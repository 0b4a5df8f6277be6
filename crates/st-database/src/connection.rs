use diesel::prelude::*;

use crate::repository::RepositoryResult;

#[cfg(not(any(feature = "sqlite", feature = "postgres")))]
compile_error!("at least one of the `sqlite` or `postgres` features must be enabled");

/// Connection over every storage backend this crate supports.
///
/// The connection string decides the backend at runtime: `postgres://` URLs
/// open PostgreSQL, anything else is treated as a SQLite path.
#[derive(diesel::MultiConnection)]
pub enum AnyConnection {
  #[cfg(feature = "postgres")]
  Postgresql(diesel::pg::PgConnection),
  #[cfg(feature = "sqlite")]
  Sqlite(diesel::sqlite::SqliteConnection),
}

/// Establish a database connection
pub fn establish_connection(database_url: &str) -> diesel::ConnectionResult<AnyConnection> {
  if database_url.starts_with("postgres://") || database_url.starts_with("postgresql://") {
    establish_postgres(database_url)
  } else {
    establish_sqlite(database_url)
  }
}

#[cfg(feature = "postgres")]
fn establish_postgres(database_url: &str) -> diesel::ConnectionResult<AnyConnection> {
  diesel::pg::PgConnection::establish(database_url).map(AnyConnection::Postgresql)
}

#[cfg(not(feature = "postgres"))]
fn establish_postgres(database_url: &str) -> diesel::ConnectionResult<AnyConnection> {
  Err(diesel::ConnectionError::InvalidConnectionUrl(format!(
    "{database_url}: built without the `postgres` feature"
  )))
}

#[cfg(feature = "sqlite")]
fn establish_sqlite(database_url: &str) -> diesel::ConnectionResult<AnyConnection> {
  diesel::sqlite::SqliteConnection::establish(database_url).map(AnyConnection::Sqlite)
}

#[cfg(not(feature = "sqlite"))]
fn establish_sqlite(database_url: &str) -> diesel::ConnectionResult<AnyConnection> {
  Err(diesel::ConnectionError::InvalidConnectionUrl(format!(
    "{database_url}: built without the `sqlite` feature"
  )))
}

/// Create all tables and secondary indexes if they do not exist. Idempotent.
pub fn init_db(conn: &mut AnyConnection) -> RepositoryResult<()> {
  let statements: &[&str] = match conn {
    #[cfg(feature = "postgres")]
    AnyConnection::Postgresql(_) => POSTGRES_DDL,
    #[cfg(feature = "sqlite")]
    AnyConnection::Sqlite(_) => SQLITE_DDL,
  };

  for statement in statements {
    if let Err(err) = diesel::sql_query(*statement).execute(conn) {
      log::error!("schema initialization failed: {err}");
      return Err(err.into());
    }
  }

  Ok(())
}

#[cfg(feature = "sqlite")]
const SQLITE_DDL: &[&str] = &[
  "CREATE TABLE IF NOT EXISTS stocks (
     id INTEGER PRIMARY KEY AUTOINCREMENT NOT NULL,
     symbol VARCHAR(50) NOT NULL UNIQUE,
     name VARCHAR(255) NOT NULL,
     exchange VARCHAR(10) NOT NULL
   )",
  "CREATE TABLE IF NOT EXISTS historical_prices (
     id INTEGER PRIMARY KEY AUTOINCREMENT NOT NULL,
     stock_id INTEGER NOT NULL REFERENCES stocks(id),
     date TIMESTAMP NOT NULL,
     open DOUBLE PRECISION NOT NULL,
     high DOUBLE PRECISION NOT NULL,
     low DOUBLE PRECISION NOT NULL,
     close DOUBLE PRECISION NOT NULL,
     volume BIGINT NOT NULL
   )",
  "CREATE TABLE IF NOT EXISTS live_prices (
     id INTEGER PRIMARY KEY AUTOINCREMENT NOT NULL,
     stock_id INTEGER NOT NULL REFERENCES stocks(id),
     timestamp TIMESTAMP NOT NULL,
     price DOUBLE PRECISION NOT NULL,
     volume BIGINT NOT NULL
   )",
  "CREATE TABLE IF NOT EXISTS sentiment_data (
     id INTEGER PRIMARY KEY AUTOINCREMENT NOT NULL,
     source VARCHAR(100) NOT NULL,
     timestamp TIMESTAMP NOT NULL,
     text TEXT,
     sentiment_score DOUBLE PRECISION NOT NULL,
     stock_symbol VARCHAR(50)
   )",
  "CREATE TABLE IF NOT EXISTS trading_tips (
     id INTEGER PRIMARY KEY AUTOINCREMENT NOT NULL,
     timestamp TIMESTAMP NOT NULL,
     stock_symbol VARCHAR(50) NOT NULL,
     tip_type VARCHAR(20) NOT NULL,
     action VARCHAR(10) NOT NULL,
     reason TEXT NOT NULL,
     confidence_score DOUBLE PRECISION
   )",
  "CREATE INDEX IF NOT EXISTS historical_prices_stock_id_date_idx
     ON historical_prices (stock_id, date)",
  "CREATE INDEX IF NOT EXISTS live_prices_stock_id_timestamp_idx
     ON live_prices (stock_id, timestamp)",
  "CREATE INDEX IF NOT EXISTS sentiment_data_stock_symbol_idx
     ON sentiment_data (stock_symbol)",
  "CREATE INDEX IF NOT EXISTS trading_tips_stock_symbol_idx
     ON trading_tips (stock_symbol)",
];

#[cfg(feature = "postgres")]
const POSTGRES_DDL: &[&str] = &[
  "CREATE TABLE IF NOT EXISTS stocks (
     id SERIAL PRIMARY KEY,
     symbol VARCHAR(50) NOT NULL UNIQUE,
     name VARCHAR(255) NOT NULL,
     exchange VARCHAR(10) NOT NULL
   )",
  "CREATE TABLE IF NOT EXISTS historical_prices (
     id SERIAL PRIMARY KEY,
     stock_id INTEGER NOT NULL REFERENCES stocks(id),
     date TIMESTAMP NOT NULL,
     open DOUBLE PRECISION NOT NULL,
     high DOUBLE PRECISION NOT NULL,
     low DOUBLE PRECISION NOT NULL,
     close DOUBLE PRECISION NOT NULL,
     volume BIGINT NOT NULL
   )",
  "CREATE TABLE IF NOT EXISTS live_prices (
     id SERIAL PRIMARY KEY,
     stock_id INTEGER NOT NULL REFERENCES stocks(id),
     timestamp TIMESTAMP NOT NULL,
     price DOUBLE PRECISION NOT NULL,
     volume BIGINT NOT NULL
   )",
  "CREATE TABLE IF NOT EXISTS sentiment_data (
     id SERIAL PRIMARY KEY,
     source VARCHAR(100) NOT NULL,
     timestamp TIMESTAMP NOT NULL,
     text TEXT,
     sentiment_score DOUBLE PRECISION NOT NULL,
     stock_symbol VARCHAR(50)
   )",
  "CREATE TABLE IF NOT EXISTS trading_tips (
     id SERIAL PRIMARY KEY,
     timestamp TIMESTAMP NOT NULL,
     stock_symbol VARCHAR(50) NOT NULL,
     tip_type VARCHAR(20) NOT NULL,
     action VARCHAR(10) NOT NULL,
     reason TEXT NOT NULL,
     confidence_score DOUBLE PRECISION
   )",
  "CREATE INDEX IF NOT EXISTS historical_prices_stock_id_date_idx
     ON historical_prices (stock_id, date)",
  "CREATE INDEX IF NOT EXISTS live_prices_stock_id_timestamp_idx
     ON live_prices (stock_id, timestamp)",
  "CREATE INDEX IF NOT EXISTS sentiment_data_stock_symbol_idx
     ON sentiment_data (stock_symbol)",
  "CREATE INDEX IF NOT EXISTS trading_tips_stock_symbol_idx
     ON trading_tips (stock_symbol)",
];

□ □ □ □ □ □ □

Nothing in the material should be left out; output it exactly.

Output for this exercise:
repository 0b4a5df8f6277be6
filename crates/st-database/src/connection.rs
use diesel::prelude::*;

use crate::repository::RepositoryResult;

#[cfg(not(any(feature = "sqlite", feature = "postgres")))]
compile_error!("at least one of the `sqlite` or `postgres` features must be enabled");

/// Connection over every storage backend this crate supports.
///
/// The connection string decides the backend at runtime: `postgres://` URLs
/// open PostgreSQL, anything else is treated as a SQLite path.
#[derive(diesel::MultiConnection)]
pub enum AnyConnection {
  #[cfg(feature = "postgres")]
  Postgresql(diesel::pg::PgConnection),
  #[cfg(feature = "sqlite")]
  Sqlite(diesel::sqlite::SqliteConnection),
}

/// Establish a database connection
pub fn establish_connection(database_url: &str) -> diesel::ConnectionResult<AnyConnection> {
  if database_url.starts_with("postgres://") || database_url.starts_with("postgresql://") {
    establish_postgres(database_url)
  } else {
    establish_sqlite(database_url)
  }
}

#[cfg(feature = "postgres")]
fn establish_postgres(database_url: &str) -> diesel::ConnectionResult<AnyConnection> {
  diesel::pg::PgConnection::establish(database_url).map(AnyConnection::Postgresql)
}

#[cfg(not(feature = "postgres"))]
fn establish_postgres(database_url: &str) -> diesel::ConnectionResult<AnyConnection> {
  Err(diesel::ConnectionError::InvalidConnectionUrl(format!(
    "{database_url}: built without the `postgres` feature"
  )))
}

#[cfg(feature = "sqlite")]
fn establish_sqlite(database_url: &str) -> diesel::ConnectionResult<AnyConnection> {
  diesel::sqlite::SqliteConnection::establish(database_url).map(AnyConnection::Sqlite)
}

#[cfg(not(feature = "sqlite"))]
fn establish_sqlite(database_url: &str) -> diesel::ConnectionResult<AnyConnection> {
  Err(diesel::ConnectionError::InvalidConnectionUrl(format!(
    "{database_url}: built without the `sqlite` feature"
  )))
}

/// Create all tables and secondary indexes if they do not exist. Idempotent.
pub fn init_db(conn: &mut AnyConnection) -> RepositoryResult<()> {
  let statements: &[&str] = match conn {
    #[cfg(feature = "postgres")]
    AnyConnection::Postgresql(_) => POSTGRES_DDL,
    #[cfg(feature = "sqlite")]
    AnyConnection::Sqlite(_) => SQLITE_DDL,
  };

  for statement in statements {
    if let Err(err) = diesel::sql_query(*statement).execute(conn) {
      log::error!("schema initialization failed: {err}");
      return Err(err.into());
    }
  }

  Ok(())
}

#[cfg(feature = "sqlite")]
const SQLITE_DDL: &[&str] = &[
  "CREATE TABLE IF NOT EXISTS stocks (
     id INTEGER PRIMARY KEY AUTOINCREMENT NOT NULL,
     symbol VARCHAR(50) NOT NULL UNIQUE,
     name VARCHAR(255) NOT NULL,
     exchange VARCHAR(10) NOT NULL
   )",
  "CREATE TABLE IF NOT EXISTS historical_prices (
     id INTEGER PRIMARY KEY AUTOINCREMENT NOT NULL,
     stock_id INTEGER NOT NULL REFERENCES stocks(id),
     date TIMESTAMP NOT NULL,
     open DOUBLE PRECISION NOT NULL,
     high DOUBLE PRECISION NOT NULL,
     low DOUBLE PRECISION NOT NULL,
     close DOUBLE PRECISION NOT NULL,
     volume BIGINT NOT NULL
   )",
  "CREATE TABLE IF NOT EXISTS live_prices (
     id INTEGER PRIMARY KEY AUTOINCREMENT NOT NULL,
     stock_id INTEGER NOT NULL REFERENCES stocks(id),
     timestamp TIMESTAMP NOT NULL,
     price DOUBLE PRECISION NOT NULL,
     volume BIGINT NOT NULL
   )",
  "CREATE TABLE IF NOT EXISTS sentiment_data (
     id INTEGER PRIMARY KEY AUTOINCREMENT NOT NULL,
     source VARCHAR(100) NOT NULL,
     timestamp TIMESTAMP NOT NULL,
     text TEXT,
     sentiment_score DOUBLE PRECISION NOT NULL,
     stock_symbol VARCHAR(50)
   )",
  "CREATE TABLE IF NOT EXISTS trading_tips (
     id INTEGER PRIMARY KEY AUTOINCREMENT NOT NULL,
     timestamp TIMESTAMP NOT NULL,
     stock_symbol VARCHAR(50) NOT NULL,
     tip_type VARCHAR(20) NOT NULL,
     action VARCHAR(10) NOT NULL,
     reason TEXT NOT NULL,
     confidence_score DOUBLE PRECISION
   )",
  "CREATE INDEX IF NOT EXISTS historical_prices_stock_id_date_idx
     ON historical_prices (stock_id, date)",
  "CREATE INDEX IF NOT EXISTS live_prices_stock_id_timestamp_idx
     ON live_prices (stock_id, timestamp)",
  "CREATE INDEX IF NOT EXISTS sentiment_data_stock_symbol_idx
     ON sentiment_data (stock_symbol)",
  "CREATE INDEX IF NOT EXISTS trading_tips_stock_symbol_idx
     ON trading_tips (stock_symbol)",
];

#[cfg(feature = "postgres")]
const POSTGRES_DDL: &[&str] = &[
  "CREATE TABLE IF NOT EXISTS stocks (
     id SERIAL PRIMARY KEY,
     symbol VARCHAR(50) NOT NULL UNIQUE,
     name VARCHAR(255) NOT NULL,
     exchange VARCHAR(10) NOT NULL
   )",
  "CREATE TABLE IF NOT EXISTS historical_prices (
     id SERIAL PRIMARY KEY,
     stock_id INTEGER NOT NULL REFERENCES stocks(id),
     date TIMESTAMP NOT NULL,
     open DOUBLE PRECISION NOT NULL,
     high DOUBLE PRECISION NOT NULL,
     low DOUBLE PRECISION NOT NULL,
     close DOUBLE PRECISION NOT NULL,
     volume BIGINT NOT NULL
   )",
  "CREATE TABLE IF NOT EXISTS live_prices (
     id SERIAL PRIMARY KEY,
     stock_id INTEGER NOT NULL REFERENCES stocks(id),
     timestamp TIMESTAMP NOT NULL,
     price DOUBLE PRECISION NOT NULL,
     volume BIGINT NOT NULL
   )",
  "CREATE TABLE IF NOT EXISTS sentiment_data (
     id SERIAL PRIMARY KEY,
     source VARCHAR(100) NOT NULL,
     timestamp TIMESTAMP NOT NULL,
     text TEXT,
     sentiment_score DOUBLE PRECISION NOT NULL,
     stock_symbol VARCHAR(50)
   )",
  "CREATE TABLE IF NOT EXISTS trading_tips (
     id SERIAL PRIMARY KEY,
     timestamp TIMESTAMP NOT NULL,
     stock_symbol VARCHAR(50) NOT NULL,
     tip_type VARCHAR(20) NOT NULL,
     action VARCHAR(10) NOT NULL,
     reason TEXT NOT NULL,
     confidence_score DOUBLE PRECISION
   )",
  "CREATE INDEX IF NOT EXISTS historical_prices_stock_id_date_idx
     ON historical_prices (stock_id, date)",
  "CREATE INDEX IF NOT EXISTS live_prices_stock_id_timestamp_idx
     ON live_prices (stock_id, timestamp)",
  "CREATE INDEX IF NOT EXISTS sentiment_data_stock_symbol_idx
     ON sentiment_data (stock_symbol)",
  "CREATE INDEX IF NOT EXISTS trading_tips_stock_symbol_idx
     ON trading_tips (stock_symbol)",
];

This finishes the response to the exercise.